#### [Dataset entries]
· · ·
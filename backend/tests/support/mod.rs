#![allow(dead_code)]

use std::collections::HashSet;
use std::sync::Mutex;

use chrono::NaiveTime;
use school_sim::db::{DirectoryRepository, LocalRepository};
use school_sim::models::{ClassRoomId, DayOfWeek, NewClassRoom, NewSubject, NewTeacher, SubjectId, TeacherId};
use school_sim::services::CreateScheduleRequest;

pub const ACADEMIC_YEAR: &str = "2024/2025";

pub fn t(h: u32, m: u32) -> NaiveTime {
    NaiveTime::from_hms_opt(h, m, 0).unwrap()
}

/// Two rooms, two subjects and two teachers, all with ids 1 and 2:
/// Room 101 / Room 102, Mathematics / Physics, Jane Doe / John Smith.
pub async fn seeded_repo() -> LocalRepository {
    let repo = LocalRepository::new();
    for (name, code) in [("Room 101", "R101"), ("Room 102", "R102")] {
        repo.store_class_room(&NewClassRoom {
            name: name.to_string(),
            code: code.to_string(),
            capacity: Some(30),
            location: Some("Main building".to_string()),
        })
        .await
        .unwrap();
    }
    for (name, code) in [("Mathematics", "MATH"), ("Physics", "PHYS")] {
        repo.store_subject(&NewSubject {
            name: name.to_string(),
            code: code.to_string(),
            credits: Some(4),
        })
        .await
        .unwrap();
    }
    for (first, last, username) in [("Jane", "Doe", "jdoe"), ("John", "Smith", "jsmith")] {
        repo.store_teacher(&NewTeacher {
            first_name: first.to_string(),
            last_name: last.to_string(),
            username: username.to_string(),
            email: Some(format!("{}@school.test", username)),
        })
        .await
        .unwrap();
    }
    repo
}

/// A first-semester Monday session of subject 1.
pub fn session(teacher: i64, room: i64, start: NaiveTime, end: NaiveTime) -> CreateScheduleRequest {
    session_on(DayOfWeek::Monday, teacher, room, 1, start, end)
}

pub fn session_on(
    day: DayOfWeek,
    teacher: i64,
    room: i64,
    subject: i64,
    start: NaiveTime,
    end: NaiveTime,
) -> CreateScheduleRequest {
    CreateScheduleRequest {
        class_room_id: ClassRoomId(room),
        subject_id: SubjectId(subject),
        teacher_id: TeacherId(teacher),
        day_of_week: day,
        start_time: start,
        end_time: end,
        academic_year: ACADEMIC_YEAR.to_string(),
        semester: 1,
        notes: None,
        is_active: None,
        skip_conflict_check: false,
        allow_overlap: false,
    }
}

static ENV_LOCK: Mutex<()> = Mutex::new(());

/// Runs `f` with environment variables temporarily modified.
///
/// This is panic-safe (restores variables on unwind) and also serializes access to
/// process-global env vars to avoid flaky tests when Rust runs tests in parallel.
///
/// `changes` is a list of `(key, value)` pairs:
/// - `Some(v)` sets the variable to `v`
/// - `None` removes the variable
pub fn with_scoped_env<F, R>(changes: &[(&str, Option<&str>)], f: F) -> R
where
    F: FnOnce() -> R,
{
    let _lock = ENV_LOCK.lock().expect("ENV_LOCK poisoned");
    let _guard = ScopedEnv::new(changes);
    f()
}

struct ScopedEnv {
    snapshot: Vec<(String, Option<String>)>,
}

impl ScopedEnv {
    fn new(changes: &[(&str, Option<&str>)]) -> Self {
        let keys: HashSet<&str> = changes.iter().map(|(k, _)| *k).collect();
        let snapshot = keys
            .into_iter()
            .map(|k| (k.to_string(), std::env::var(k).ok()))
            .collect::<Vec<_>>();

        for (k, v) in changes {
            match v {
                Some(val) => std::env::set_var(k, val),
                None => std::env::remove_var(k),
            }
        }

        Self { snapshot }
    }
}

impl Drop for ScopedEnv {
    fn drop(&mut self) {
        for (k, v) in self.snapshot.drain(..) {
            match v {
                Some(val) => std::env::set_var(&k, val),
                None => std::env::remove_var(&k),
            }
        }
    }
}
· · ·
#### [WHAT IS REQUIRED]
Check each line above for the word "changes", and give only the number of lines that contain it.

#### [YOUR RESPONSE]
6